▶ **Task brief**: From the entries below, copy each line in which the word "never" occurs.

──────── Excerpted records

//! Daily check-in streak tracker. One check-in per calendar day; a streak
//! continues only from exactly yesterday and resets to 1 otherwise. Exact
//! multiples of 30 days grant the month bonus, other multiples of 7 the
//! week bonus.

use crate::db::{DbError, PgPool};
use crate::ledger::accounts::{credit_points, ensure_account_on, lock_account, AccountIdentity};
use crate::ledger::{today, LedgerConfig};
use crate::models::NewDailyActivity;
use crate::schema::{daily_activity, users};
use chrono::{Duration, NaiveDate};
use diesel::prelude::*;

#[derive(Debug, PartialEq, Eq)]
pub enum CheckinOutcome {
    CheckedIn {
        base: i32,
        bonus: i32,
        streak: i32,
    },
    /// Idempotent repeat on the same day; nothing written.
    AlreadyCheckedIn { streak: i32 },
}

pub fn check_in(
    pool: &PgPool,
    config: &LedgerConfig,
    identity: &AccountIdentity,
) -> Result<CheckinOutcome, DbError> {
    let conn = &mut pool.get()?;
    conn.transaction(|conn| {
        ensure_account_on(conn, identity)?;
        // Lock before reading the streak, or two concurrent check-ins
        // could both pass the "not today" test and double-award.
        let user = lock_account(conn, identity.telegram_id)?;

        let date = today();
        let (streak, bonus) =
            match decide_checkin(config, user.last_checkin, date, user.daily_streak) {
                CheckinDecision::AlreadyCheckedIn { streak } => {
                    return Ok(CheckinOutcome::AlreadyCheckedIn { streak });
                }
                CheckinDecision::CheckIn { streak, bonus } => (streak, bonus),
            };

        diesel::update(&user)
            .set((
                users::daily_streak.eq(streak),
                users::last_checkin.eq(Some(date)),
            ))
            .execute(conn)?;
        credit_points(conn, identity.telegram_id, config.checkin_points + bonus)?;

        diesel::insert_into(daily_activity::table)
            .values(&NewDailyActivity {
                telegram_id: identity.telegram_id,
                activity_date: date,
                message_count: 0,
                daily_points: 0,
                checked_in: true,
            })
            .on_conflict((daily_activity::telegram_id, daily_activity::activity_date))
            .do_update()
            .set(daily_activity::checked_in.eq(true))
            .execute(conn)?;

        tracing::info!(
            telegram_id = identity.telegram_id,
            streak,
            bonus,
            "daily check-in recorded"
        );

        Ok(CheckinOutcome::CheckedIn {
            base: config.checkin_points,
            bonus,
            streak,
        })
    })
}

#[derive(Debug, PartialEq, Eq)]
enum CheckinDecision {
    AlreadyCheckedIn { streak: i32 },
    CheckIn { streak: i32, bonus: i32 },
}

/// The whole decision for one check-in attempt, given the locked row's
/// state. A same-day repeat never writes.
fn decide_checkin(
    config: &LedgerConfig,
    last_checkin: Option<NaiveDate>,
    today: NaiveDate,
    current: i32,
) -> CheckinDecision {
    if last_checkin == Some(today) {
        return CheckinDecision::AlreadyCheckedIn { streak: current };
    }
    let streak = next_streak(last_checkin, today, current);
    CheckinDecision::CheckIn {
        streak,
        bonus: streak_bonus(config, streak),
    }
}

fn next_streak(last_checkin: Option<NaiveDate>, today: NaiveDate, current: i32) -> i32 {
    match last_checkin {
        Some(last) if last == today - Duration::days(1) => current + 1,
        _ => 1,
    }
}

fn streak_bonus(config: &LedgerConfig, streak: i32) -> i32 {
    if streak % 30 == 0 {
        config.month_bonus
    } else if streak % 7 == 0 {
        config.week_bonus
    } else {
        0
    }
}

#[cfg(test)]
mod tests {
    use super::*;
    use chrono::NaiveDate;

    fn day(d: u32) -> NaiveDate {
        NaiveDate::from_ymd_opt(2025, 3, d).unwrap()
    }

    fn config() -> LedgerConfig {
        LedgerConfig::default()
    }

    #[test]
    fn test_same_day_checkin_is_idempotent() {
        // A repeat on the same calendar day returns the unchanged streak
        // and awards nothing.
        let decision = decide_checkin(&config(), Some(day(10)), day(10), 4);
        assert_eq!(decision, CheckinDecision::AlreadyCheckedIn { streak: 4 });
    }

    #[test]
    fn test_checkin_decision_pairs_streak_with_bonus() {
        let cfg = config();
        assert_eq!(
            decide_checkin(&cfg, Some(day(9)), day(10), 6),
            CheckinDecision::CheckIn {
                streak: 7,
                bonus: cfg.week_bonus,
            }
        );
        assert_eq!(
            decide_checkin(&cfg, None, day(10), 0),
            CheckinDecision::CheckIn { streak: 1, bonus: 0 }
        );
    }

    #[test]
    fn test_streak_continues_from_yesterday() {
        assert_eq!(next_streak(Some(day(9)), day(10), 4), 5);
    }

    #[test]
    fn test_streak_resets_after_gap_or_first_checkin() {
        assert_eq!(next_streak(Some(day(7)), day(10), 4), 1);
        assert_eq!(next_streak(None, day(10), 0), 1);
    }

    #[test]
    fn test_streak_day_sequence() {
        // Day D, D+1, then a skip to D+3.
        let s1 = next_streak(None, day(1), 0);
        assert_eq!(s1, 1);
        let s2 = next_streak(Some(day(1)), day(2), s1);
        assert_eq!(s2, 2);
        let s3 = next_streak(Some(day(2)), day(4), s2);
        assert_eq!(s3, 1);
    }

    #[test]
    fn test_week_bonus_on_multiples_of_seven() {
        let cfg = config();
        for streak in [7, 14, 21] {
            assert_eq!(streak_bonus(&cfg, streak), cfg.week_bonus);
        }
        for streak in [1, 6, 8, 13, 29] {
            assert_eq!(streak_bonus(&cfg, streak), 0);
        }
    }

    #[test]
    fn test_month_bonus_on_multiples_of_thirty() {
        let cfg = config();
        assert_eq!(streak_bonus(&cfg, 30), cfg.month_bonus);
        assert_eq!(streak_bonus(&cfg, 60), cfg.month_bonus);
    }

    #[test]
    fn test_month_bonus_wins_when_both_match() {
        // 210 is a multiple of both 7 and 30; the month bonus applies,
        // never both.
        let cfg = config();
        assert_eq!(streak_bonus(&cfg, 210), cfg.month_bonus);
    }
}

────────────────

▶ **Answer for the task**:
/// state. A same-day repeat never writes.
        // never both.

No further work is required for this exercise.